-- TO DO --
From the entries below, give the number of lines where the word "HashSet" occurs, and nothing else.

───── INPUT MATERIAL

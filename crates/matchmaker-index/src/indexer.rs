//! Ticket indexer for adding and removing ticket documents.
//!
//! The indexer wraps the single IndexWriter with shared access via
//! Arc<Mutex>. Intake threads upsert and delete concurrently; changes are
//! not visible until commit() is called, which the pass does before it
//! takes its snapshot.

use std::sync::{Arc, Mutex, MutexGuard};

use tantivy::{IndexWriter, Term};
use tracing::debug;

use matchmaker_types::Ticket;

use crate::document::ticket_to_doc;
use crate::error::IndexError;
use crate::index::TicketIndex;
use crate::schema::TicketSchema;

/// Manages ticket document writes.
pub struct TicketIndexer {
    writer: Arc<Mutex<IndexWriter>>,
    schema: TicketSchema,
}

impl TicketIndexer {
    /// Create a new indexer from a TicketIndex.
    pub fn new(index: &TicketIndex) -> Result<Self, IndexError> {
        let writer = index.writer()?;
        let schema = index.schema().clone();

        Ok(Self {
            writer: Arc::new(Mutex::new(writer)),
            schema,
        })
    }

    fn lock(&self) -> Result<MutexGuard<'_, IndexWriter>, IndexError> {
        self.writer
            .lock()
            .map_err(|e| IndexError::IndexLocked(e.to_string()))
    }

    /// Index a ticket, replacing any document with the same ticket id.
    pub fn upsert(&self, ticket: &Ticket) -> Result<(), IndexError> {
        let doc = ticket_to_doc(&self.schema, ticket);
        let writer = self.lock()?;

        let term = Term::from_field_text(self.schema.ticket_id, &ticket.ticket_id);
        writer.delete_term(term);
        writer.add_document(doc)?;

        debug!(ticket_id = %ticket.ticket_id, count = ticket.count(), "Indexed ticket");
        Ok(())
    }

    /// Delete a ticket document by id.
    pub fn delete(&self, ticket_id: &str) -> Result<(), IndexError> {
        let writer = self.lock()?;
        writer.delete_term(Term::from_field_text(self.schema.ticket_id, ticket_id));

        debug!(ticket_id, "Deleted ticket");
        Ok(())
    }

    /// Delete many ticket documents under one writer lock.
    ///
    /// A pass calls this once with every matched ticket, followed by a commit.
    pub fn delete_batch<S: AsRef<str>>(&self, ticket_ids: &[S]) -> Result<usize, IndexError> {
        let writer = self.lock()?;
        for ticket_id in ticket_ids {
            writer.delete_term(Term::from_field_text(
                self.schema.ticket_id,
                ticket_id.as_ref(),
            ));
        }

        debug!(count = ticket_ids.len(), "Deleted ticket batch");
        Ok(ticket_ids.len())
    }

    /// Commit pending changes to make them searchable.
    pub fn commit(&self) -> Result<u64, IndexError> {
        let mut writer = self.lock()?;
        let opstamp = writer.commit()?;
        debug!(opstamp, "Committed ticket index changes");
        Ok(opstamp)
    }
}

──────────
───── INPUT MATERIAL

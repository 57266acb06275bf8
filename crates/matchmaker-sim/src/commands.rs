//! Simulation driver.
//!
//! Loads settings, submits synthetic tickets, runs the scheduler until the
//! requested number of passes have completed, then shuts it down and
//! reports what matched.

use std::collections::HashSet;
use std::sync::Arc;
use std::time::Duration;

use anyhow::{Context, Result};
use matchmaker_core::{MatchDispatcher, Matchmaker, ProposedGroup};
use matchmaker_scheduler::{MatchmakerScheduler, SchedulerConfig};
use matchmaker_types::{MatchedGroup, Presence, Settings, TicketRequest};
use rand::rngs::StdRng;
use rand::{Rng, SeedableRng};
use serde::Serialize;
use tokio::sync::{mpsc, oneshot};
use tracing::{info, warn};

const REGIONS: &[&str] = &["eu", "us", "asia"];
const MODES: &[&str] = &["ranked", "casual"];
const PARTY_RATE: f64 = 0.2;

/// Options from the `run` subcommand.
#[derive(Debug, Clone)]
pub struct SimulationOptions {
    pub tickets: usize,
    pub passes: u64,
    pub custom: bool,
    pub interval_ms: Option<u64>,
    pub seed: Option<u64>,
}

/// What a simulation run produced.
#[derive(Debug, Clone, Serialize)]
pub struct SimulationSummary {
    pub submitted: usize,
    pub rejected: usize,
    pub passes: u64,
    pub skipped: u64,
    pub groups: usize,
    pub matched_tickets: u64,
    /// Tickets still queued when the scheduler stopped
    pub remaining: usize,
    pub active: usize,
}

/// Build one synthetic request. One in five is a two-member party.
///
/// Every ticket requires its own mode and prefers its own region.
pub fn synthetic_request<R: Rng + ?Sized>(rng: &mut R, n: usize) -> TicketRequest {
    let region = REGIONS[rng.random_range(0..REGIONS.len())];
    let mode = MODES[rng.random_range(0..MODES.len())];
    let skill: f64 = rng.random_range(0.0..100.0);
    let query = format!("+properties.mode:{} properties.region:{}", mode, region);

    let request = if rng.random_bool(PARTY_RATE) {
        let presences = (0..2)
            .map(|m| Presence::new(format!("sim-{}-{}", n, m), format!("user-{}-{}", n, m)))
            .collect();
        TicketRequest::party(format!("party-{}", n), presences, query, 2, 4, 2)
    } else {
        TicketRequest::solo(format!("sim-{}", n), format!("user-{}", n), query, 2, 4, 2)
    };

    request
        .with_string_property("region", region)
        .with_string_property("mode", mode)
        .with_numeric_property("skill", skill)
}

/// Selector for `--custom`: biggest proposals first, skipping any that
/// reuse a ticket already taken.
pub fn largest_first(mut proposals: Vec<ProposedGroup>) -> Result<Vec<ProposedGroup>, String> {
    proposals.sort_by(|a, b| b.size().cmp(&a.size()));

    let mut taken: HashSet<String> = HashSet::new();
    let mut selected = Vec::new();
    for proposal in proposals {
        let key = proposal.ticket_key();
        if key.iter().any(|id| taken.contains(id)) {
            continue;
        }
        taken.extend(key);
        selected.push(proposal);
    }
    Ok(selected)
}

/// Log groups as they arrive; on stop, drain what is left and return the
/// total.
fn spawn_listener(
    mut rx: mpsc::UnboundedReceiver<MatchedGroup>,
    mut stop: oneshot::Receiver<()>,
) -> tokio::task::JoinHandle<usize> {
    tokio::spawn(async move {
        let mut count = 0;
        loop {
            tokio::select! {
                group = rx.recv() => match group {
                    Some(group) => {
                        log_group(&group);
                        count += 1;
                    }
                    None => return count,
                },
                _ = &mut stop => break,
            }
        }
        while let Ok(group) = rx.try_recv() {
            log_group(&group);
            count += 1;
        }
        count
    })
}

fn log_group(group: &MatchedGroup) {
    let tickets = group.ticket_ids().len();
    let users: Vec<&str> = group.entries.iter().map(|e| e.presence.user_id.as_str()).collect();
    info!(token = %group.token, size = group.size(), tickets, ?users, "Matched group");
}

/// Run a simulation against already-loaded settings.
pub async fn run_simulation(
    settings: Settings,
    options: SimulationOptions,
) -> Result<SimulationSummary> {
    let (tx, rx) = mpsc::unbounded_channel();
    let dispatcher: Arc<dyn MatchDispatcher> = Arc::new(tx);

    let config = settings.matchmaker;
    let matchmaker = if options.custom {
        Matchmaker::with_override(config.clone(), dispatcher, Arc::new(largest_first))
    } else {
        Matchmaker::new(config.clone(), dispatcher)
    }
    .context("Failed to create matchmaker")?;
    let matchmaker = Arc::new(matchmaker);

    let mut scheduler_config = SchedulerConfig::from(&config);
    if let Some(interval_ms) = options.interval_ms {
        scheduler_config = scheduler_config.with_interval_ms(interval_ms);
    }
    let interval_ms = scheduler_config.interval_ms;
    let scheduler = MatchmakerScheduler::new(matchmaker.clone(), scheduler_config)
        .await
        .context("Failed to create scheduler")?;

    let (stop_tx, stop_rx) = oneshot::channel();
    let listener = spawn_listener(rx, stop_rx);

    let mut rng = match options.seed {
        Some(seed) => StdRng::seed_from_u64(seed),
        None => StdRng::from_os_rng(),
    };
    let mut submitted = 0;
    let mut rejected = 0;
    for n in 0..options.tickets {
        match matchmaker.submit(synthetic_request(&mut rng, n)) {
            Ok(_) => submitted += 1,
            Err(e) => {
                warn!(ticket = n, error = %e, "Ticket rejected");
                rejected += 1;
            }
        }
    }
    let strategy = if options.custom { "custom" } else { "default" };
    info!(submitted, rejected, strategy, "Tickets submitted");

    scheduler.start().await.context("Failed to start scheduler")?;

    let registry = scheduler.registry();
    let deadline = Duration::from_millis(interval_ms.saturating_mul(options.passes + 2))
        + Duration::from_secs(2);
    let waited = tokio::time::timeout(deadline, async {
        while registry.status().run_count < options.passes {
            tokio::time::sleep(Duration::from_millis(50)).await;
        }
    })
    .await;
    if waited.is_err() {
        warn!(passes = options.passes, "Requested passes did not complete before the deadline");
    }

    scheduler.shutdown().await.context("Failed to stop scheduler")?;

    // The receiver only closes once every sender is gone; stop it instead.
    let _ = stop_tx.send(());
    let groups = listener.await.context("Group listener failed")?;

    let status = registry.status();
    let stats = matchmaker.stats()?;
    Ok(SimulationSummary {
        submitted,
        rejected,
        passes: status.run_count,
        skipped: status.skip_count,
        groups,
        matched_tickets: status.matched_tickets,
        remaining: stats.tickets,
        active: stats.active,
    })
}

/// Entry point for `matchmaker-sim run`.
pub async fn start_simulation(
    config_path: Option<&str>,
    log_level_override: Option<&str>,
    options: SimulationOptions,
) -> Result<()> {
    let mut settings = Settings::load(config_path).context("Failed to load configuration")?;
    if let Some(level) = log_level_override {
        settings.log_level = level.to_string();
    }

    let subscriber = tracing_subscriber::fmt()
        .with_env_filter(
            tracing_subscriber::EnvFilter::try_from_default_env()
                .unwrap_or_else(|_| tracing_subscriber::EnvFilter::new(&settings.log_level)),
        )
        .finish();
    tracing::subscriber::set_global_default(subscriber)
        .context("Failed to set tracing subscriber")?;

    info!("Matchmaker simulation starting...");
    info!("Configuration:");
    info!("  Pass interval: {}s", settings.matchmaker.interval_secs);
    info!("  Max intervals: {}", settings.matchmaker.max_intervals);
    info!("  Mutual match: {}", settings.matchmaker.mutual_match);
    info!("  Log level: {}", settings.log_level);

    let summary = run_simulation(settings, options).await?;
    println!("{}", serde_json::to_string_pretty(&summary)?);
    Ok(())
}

──────────
───── INPUT MATERIAL

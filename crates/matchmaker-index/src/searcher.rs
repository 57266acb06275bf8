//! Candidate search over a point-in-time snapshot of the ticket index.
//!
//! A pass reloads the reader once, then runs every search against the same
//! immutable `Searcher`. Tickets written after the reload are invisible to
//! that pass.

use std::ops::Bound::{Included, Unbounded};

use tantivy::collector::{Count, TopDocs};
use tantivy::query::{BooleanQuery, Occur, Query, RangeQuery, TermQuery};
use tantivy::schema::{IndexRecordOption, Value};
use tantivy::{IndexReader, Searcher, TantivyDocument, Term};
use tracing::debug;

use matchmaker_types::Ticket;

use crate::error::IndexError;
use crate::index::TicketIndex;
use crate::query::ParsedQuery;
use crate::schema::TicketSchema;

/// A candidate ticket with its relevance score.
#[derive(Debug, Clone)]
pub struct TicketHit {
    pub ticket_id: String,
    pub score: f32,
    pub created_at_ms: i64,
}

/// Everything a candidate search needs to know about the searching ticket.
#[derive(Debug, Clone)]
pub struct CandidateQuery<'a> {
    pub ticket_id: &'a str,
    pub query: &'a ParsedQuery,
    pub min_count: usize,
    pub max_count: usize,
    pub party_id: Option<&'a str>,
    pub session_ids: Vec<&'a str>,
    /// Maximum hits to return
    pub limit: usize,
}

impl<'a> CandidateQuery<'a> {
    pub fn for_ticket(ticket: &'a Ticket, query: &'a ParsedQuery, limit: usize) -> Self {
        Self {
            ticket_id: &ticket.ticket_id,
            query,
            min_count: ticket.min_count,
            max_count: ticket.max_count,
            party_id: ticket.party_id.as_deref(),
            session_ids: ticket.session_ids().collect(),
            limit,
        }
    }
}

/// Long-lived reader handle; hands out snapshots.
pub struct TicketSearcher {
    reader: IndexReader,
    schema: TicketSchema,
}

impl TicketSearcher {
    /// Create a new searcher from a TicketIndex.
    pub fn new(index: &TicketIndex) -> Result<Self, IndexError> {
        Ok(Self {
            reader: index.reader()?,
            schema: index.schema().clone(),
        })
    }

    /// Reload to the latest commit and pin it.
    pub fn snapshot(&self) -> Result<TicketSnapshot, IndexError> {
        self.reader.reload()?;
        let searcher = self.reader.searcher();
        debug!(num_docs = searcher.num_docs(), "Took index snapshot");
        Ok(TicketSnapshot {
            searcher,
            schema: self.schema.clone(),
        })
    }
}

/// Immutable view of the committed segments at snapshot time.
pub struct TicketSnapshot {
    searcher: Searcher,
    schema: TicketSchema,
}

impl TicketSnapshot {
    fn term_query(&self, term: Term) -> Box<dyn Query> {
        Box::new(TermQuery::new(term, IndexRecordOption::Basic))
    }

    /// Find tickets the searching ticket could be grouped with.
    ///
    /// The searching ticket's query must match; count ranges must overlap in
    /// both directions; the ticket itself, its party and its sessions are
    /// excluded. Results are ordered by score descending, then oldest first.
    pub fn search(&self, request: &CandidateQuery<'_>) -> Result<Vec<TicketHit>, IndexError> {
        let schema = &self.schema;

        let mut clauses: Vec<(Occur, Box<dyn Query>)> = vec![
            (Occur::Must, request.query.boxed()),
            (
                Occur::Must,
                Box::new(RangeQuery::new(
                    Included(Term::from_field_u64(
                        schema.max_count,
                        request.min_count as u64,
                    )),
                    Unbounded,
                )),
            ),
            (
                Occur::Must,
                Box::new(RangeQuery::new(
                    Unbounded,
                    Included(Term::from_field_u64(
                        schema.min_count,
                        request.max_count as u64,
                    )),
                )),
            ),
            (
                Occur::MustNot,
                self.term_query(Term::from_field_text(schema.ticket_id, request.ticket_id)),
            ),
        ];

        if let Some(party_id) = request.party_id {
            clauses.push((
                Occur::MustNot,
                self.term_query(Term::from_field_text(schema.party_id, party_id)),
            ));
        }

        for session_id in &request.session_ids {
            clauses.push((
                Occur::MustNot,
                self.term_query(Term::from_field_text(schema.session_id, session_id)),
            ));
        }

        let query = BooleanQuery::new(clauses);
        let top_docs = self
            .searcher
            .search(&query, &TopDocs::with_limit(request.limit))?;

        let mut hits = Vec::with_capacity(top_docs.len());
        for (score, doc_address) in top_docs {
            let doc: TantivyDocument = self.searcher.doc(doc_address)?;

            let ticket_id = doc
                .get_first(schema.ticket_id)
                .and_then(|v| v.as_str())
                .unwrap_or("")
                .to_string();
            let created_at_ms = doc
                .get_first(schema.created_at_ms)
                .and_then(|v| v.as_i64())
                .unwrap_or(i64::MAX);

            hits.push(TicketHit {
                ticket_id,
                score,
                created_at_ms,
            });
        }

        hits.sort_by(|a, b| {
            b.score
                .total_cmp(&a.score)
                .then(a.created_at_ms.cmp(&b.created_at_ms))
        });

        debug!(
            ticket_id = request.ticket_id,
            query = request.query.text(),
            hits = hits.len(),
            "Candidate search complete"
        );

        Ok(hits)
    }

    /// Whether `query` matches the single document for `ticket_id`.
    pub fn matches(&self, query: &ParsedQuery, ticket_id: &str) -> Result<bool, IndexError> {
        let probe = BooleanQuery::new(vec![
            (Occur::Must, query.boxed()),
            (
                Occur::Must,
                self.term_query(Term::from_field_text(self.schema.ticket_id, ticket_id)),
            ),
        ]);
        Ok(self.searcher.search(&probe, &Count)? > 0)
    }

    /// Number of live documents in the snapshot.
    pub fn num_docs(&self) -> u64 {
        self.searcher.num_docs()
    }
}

──────────

-- SOLUTION FOR THIS EXERCISE --
2